*Data extract*
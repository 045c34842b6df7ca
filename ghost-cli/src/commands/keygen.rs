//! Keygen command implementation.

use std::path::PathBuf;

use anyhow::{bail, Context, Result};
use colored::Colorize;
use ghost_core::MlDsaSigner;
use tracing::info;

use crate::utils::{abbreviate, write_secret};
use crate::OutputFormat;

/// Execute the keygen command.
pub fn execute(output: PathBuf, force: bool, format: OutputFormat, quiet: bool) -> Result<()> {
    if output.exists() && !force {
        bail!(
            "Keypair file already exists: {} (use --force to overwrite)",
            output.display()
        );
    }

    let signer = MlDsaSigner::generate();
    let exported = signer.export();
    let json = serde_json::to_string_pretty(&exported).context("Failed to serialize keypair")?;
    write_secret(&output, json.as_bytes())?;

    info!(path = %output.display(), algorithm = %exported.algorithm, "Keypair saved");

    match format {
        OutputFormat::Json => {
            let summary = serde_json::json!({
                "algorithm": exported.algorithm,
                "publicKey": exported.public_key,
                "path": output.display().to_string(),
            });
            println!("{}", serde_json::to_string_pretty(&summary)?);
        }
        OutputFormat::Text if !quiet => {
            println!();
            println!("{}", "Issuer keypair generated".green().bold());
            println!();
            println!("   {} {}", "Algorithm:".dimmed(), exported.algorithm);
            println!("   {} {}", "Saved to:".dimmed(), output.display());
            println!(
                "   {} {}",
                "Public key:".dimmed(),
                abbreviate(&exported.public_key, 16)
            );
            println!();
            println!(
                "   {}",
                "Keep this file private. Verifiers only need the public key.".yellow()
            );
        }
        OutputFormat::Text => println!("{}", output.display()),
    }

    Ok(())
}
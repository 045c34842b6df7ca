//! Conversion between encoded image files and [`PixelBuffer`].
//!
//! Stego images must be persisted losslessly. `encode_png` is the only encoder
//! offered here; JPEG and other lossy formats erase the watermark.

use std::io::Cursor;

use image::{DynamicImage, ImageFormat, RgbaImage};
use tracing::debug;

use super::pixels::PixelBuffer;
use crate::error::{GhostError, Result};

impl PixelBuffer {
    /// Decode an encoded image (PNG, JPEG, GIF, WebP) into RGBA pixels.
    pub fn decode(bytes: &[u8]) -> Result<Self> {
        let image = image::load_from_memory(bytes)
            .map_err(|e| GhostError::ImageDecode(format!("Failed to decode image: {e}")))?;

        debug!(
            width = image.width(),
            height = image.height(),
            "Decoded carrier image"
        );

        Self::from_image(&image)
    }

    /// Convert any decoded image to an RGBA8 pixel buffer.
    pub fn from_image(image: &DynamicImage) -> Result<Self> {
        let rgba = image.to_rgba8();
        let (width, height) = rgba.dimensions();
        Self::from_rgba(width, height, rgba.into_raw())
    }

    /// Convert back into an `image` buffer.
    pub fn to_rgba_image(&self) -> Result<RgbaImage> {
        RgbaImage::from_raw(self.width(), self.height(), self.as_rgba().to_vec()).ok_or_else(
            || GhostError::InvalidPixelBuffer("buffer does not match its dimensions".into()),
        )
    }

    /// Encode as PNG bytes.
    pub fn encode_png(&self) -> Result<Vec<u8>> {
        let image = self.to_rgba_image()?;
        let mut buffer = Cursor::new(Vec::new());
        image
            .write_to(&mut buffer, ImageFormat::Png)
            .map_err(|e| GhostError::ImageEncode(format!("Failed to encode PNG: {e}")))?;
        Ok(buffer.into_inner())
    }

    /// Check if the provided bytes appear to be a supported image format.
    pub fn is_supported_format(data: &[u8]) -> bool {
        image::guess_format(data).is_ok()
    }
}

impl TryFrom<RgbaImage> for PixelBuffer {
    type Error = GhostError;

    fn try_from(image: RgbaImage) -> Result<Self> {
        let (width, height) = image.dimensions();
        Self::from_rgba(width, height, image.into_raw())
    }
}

*Assignment*
Please retype exactly the line containing "let rgba = image.to_rgba8();" and each line after it to the end of the records, and nothing more.

*Result below*
        let rgba = image.to_rgba8();
        let (width, height) = rgba.dimensions();
        Self::from_rgba(width, height, rgba.into_raw())
    }

    /// Convert back into an `image` buffer.
    pub fn to_rgba_image(&self) -> Result<RgbaImage> {
        RgbaImage::from_raw(self.width(), self.height(), self.as_rgba().to_vec()).ok_or_else(
            || GhostError::InvalidPixelBuffer("buffer does not match its dimensions".into()),
        )
    }

    /// Encode as PNG bytes.
    pub fn encode_png(&self) -> Result<Vec<u8>> {
        let image = self.to_rgba_image()?;
        let mut buffer = Cursor::new(Vec::new());
        image
            .write_to(&mut buffer, ImageFormat::Png)
            .map_err(|e| GhostError::ImageEncode(format!("Failed to encode PNG: {e}")))?;
        Ok(buffer.into_inner())
    }

    /// Check if the provided bytes appear to be a supported image format.
    pub fn is_supported_format(data: &[u8]) -> bool {
        image::guess_format(data).is_ok()
    }
}

impl TryFrom<RgbaImage> for PixelBuffer {
    type Error = GhostError;

    fn try_from(image: RgbaImage) -> Result<Self> {
        let (width, height) = image.dimensions();
        Self::from_rgba(width, height, image.into_raw())
    }
}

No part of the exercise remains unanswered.